Di Udinese Genoa si potrebbe dire che è stata una partita fra allenatori, non fra giocatori. Gasparini mette la squadra in campo e spinge sulla propria fascia sinistra che è, lo ripetiamo per l'ennesima volta, il punto debole della squadra bianconera (la fascia destra in fase difensiva). Laxalt con la sua velocità e Perotti con le sue qualità seminano il panico. Dall'altra parte, quasi sapesse già cosa sarebbe successo, Colantuono schiera perfettamente la squadra in fase passiva. Vengono mantenute le distanze, sia in verticale che in orizzontale. E per fortuna, altrimenti il primo tempo sarebbe finito con lo stesso risultato passivo subito contro il Milan.

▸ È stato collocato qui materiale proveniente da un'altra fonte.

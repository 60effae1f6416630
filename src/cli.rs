//! CLI argument parsing for Huella

use clap::{Parser, ValueEnum};
use std::path::PathBuf;

use crate::cacheline::DEFAULT_LINE_BYTES;
use crate::capacity::{DEFAULT_MAX_INSTRUCTIONS, DEFAULT_MAX_RECORDS};

/// Ranking key for the report table
#[derive(Debug, Clone, Copy, PartialEq, Eq, ValueEnum)]
pub enum RankBy {
    /// Combined unique working-set size (default)
    Wss,
    /// Raw access count (reads + writes)
    Accesses,
}

#[derive(Parser, Debug)]
#[command(name = "huella")]
#[command(version)]
#[command(about = "Pure Rust working set size estimator for memory access traces", long_about = None)]
pub struct Cli {
    /// Trace file to replay ("-" reads from standard input)
    #[arg(value_name = "TRACE")]
    pub trace: PathBuf,

    /// Write the report to FILE instead of standard output
    #[arg(short = 'o', long = "output", value_name = "FILE")]
    pub output: Option<PathBuf>,

    /// Cache line size in bytes (must be a power of two)
    #[arg(long = "line-bytes", value_name = "BYTES", default_value_t = DEFAULT_LINE_BYTES)]
    pub line_bytes: u64,

    /// Capacity of each access record store
    #[arg(long = "max-records", value_name = "N", default_value_t = DEFAULT_MAX_RECORDS)]
    pub max_records: usize,

    /// Instruction ceiling before early exit
    #[arg(long = "max-instructions", value_name = "N", default_value_t = DEFAULT_MAX_INSTRUCTIONS)]
    pub max_instructions: u64,

    /// Ranking key for the report table
    #[arg(long = "rank-by", value_enum, default_value = "wss")]
    pub rank_by: RankBy,

    /// Report only functions whose name matches REGEX
    #[arg(long = "filter", value_name = "REGEX")]
    pub filter: Option<String>,

    /// Attribute the whole program to a single unit, ignoring routine records
    #[arg(long = "flat")]
    pub flat: bool,

    /// Enable debug logging to stderr
    #[arg(long = "debug")]
    pub debug: bool,
}
//! Huella - Pure Rust working set size estimator
//!
//! This library provides the core functionality for estimating the working
//! set size of a program from a stream of attributed memory access events:
//! bounded event intake, cache-line deduplication, per-routine aggregation
//! and fixed-width report rendering.

pub mod aggregate;
pub mod buffer;
pub mod cacheline;
pub mod capacity;
pub mod cli;
pub mod engine;
pub mod filter;
pub mod registry;
pub mod replay;
pub mod report;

Ma è la regola del tre a colpire: tre stagioni, tre allenatori diversi, tre giocatori che anche questa domenica forniscono una prestazione imbarazzante. Senza fare nomi o cognomi, è abbastanza evidente chi ha sbagliato totalmente il primo tempo affossando la squadra nella propria area di rigore. Ed è importante dire che spesso i giocatori dal rendimento insufficente perdono il posto e poi lo ritrovano, tempo dopo. Si colpevolizza più l'uomo che la prestazione (ed è per questo che preferisco evitare di fare i nomi). A Udine, negli ultimi tre anni (ma specialmente nelle ultime due stagioni) si fa e si disfa ogni domenica. Si rifugge la responsabilità, ognuno al proprio livello. 

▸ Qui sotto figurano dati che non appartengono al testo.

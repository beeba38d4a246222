//! HTTP surface: shared handler state, router assembly, and middleware.

pub mod api;
mod middleware;

pub use middleware::{RequestContext, finalize_failures, set_request_context};

use std::sync::Arc;

use axum::{Router, http::Method, middleware as axum_middleware, routing::get};
use tower_http::cors::{AllowOrigin, CorsLayer};

use crate::application::repos::{
    DropboxesRepo, HealthRepo, PickupsRepo, WasteItemsRepo, WasteTypesRepo,
};
use crate::cache::{CacheState, response_cache_layer};
use crate::config::HttpSettings;

/// Repository handles the API handlers work against.
#[derive(Clone)]
pub struct ApiContext {
    pub waste_types: Arc<dyn WasteTypesRepo>,
    pub waste_items: Arc<dyn WasteItemsRepo>,
    pub dropboxes: Arc<dyn DropboxesRepo>,
    pub pickups: Arc<dyn PickupsRepo>,
    pub health: Arc<dyn HealthRepo>,
}

/// Build the CORS layer from configured origins.
///
/// The API is read-only, so only GET and the preflight OPTIONS are
/// allowed.
pub fn build_cors_layer(settings: &HttpSettings) -> CorsLayer {
    CorsLayer::new()
        .allow_origin(AllowOrigin::list(settings.cors_origins.iter().cloned()))
        .allow_methods([Method::GET])
}

/// Assemble the API router.
///
/// The fixed listings sit behind the response cache when one is
/// provided; parameterized routes always reach their handler. The
/// failure boundary wraps everything, and CORS plus request-id
/// assignment sit outside it so rebuilt failure bodies still pick up
/// CORS headers.
pub fn build_router(context: ApiContext, cache: Option<CacheState>, cors: CorsLayer) -> Router {
    let mut cached_routes = Router::new()
        .route("/api/waste-types", get(api::list_waste_types))
        .route("/api/dropboxes", get(api::list_dropboxes));

    if let Some(cache_state) = cache {
        cached_routes = cached_routes.layer(axum_middleware::from_fn_with_state(
            cache_state,
            response_cache_layer,
        ));
    }

    Router::new()
        .merge(cached_routes)
        .route("/api/waste-types/{id}/waste", get(api::list_waste_for_type))
        .route("/api/waste", get(api::list_waste))
        .route("/api/waste/search", get(api::search_waste))
        .route("/api/pickups", get(api::list_pickups))
        .route("/api/health", get(api::health))
        .with_state(context)
        .layer(axum_middleware::from_fn(finalize_failures))
        .layer(cors)
        .layer(axum_middleware::from_fn(set_request_context))
}
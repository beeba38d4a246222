//! Repository traits describing persistence adapters.
//!
//! Handlers depend on these traits rather than on Postgres directly, so
//! integration tests can substitute in-memory implementations.

use async_trait::async_trait;
use thiserror::Error;

use crate::domain::entities::{
    DropboxRecord, PickupRecord, WasteItemWithType, WasteTypeRecord,
};

#[derive(Debug, Error)]
pub enum RepoError {
    #[error("persistence error: {0}")]
    Persistence(String),
    #[error("resource not found")]
    NotFound,
    #[error("invalid input: {message}")]
    InvalidInput { message: String },
    #[error("database timeout")]
    Timeout,
}

impl RepoError {
    pub fn from_persistence(err: impl std::fmt::Display) -> Self {
        Self::Persistence(err.to_string())
    }
}

/// Filter for the paginated waste item listing.
#[derive(Debug, Clone, Default)]
pub struct WasteQueryFilter {
    /// Case-insensitive substring match on the item name.
    pub search: Option<String>,
}

/// Filter for the paginated pickup listing.
#[derive(Debug, Clone, Default)]
pub struct PickupQueryFilter {
    /// Case-insensitive substring match on the district name.
    pub district: Option<String>,
}

#[async_trait]
pub trait WasteTypesRepo: Send + Sync {
    async fn list_types(&self) -> Result<Vec<WasteTypeRecord>, RepoError>;
}

#[async_trait]
pub trait WasteItemsRepo: Send + Sync {
    async fn list_for_type(&self, type_id: i64) -> Result<Vec<WasteItemWithType>, RepoError>;

    async fn list_page(
        &self,
        filter: &WasteQueryFilter,
        skip: i64,
        take: i64,
    ) -> Result<Vec<WasteItemWithType>, RepoError>;

    async fn count(&self, filter: &WasteQueryFilter) -> Result<u64, RepoError>;

    async fn search_by_name(
        &self,
        name: &str,
        take: i64,
    ) -> Result<Vec<WasteItemWithType>, RepoError>;
}

#[async_trait]
pub trait DropboxesRepo: Send + Sync {
    async fn list_all(&self) -> Result<Vec<DropboxRecord>, RepoError>;
}

#[async_trait]
pub trait PickupsRepo: Send + Sync {
    async fn list_page(
        &self,
        filter: &PickupQueryFilter,
        skip: i64,
        take: i64,
    ) -> Result<Vec<PickupRecord>, RepoError>;

    async fn count(&self, filter: &PickupQueryFilter) -> Result<u64, RepoError>;
}

/// Liveness probe against the backing store, used by the health endpoint.
#[async_trait]
pub trait HealthRepo: Send + Sync {
    async fn ping(&self) -> Result<(), RepoError>;
}
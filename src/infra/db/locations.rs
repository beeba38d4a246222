use async_trait::async_trait;
use sqlx::{Postgres, QueryBuilder};
use time::Date;

use crate::{
    application::repos::{DropboxesRepo, PickupQueryFilter, PickupsRepo, RepoError},
    domain::entities::{DropboxRecord, PickupRecord},
};

use super::{PostgresRepositories, ilike_pattern, map_sqlx_error};

#[derive(sqlx::FromRow)]
struct DropboxRow {
    id: i64,
    name: String,
    address: String,
    latitude: f64,
    longitude: f64,
}

impl From<DropboxRow> for DropboxRecord {
    fn from(row: DropboxRow) -> Self {
        Self {
            id: row.id,
            name: row.name,
            address: row.address,
            latitude: row.latitude,
            longitude: row.longitude,
        }
    }
}

#[derive(sqlx::FromRow)]
struct PickupRow {
    id: i64,
    district: String,
    scheduled_on: Date,
    note: Option<String>,
}

impl From<PickupRow> for PickupRecord {
    fn from(row: PickupRow) -> Self {
        Self {
            id: row.id,
            district: row.district,
            scheduled_on: row.scheduled_on,
            note: row.note,
        }
    }
}

#[async_trait]
impl DropboxesRepo for PostgresRepositories {
    async fn list_all(&self) -> Result<Vec<DropboxRecord>, RepoError> {
        let rows = sqlx::query_as::<_, DropboxRow>(
            "SELECT id, name, address, latitude, longitude FROM dropboxes \
             ORDER BY LOWER(name), id",
        )
        .fetch_all(self.pool())
        .await
        .map_err(map_sqlx_error)?;

        Ok(rows.into_iter().map(DropboxRecord::from).collect())
    }
}

#[async_trait]
impl PickupsRepo for PostgresRepositories {
    async fn list_page(
        &self,
        filter: &PickupQueryFilter,
        skip: i64,
        take: i64,
    ) -> Result<Vec<PickupRecord>, RepoError> {
        let mut qb = QueryBuilder::new(
            "SELECT id, district, scheduled_on, note FROM pickups WHERE 1=1 ",
        );

        Self::apply_pickup_filter(&mut qb, filter);

        qb.push(" ORDER BY scheduled_on, id ");
        qb.push(" LIMIT ");
        qb.push_bind(take);
        qb.push(" OFFSET ");
        qb.push_bind(skip);

        let rows = qb
            .build_query_as::<PickupRow>()
            .fetch_all(self.pool())
            .await
            .map_err(map_sqlx_error)?;

        Ok(rows.into_iter().map(PickupRecord::from).collect())
    }

    async fn count(&self, filter: &PickupQueryFilter) -> Result<u64, RepoError> {
        let mut qb = QueryBuilder::new("SELECT COUNT(*) FROM pickups WHERE 1=1 ");

        Self::apply_pickup_filter(&mut qb, filter);

        let count: i64 = qb
            .build_query_scalar()
            .fetch_one(self.pool())
            .await
            .map_err(map_sqlx_error)?;

        Self::convert_count(count)
    }
}

impl PostgresRepositories {
    fn apply_pickup_filter<'q>(qb: &mut QueryBuilder<'q, Postgres>, filter: &'q PickupQueryFilter) {
        if let Some(district) = filter.district.as_ref() {
            qb.push(" AND district ILIKE ");
            qb.push_bind(ilike_pattern(district));
            qb.push(" ");
        }
    }
}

I primi due titolari che hanno perso il posto paiono essere Kone e Fernandes. Il secondo sarebbe stato molto utile in campo. Gli è stato preferito Marquinho per il buon secondo tempo contro il Bologna. Ma questo modo di fare la formazione titolare a lungo andare deresposanibilizza il gruppo. Sono due anni che la formazione titolare cambia di domenica in domenica, in una sorte di schizofrenia di utilizzo dei giocatori. L'Udinese non gioca in Europa e il tempo per allenare c'è, eppure pare sempre che bisogni cambiare, a rotazione, almeno due o tre (quando non quattro) uomini nella formazione titolare. Se poi giocano male una partita li si mette in panchina, si cambia modulo per una domenica e si torna nella girandola.

Pare, a guardare le formazioni iniziali, che i punti fermi siano vietati (specialmente a centrocampo). Avete mai lavorato in un gruppo che cambia ogni giorno? Gli errori di Widmer in appoggio a Badu li possiamo tranquillamente giustificare, ma l'assenza di gioco offensivo no, tanto più la mancanza di gioco palla a terra. Se davanti non hai Zapata e giochi con Di Natale (eterno, magnifico e superlativo), è ovvio che devi giocare maggiormente palla a terra. E' ovvio che devi schierare una formazione che sappia fare triangolazioni e portare su palla. Eppure Kone e Fernandes si sono accomodati in panchina.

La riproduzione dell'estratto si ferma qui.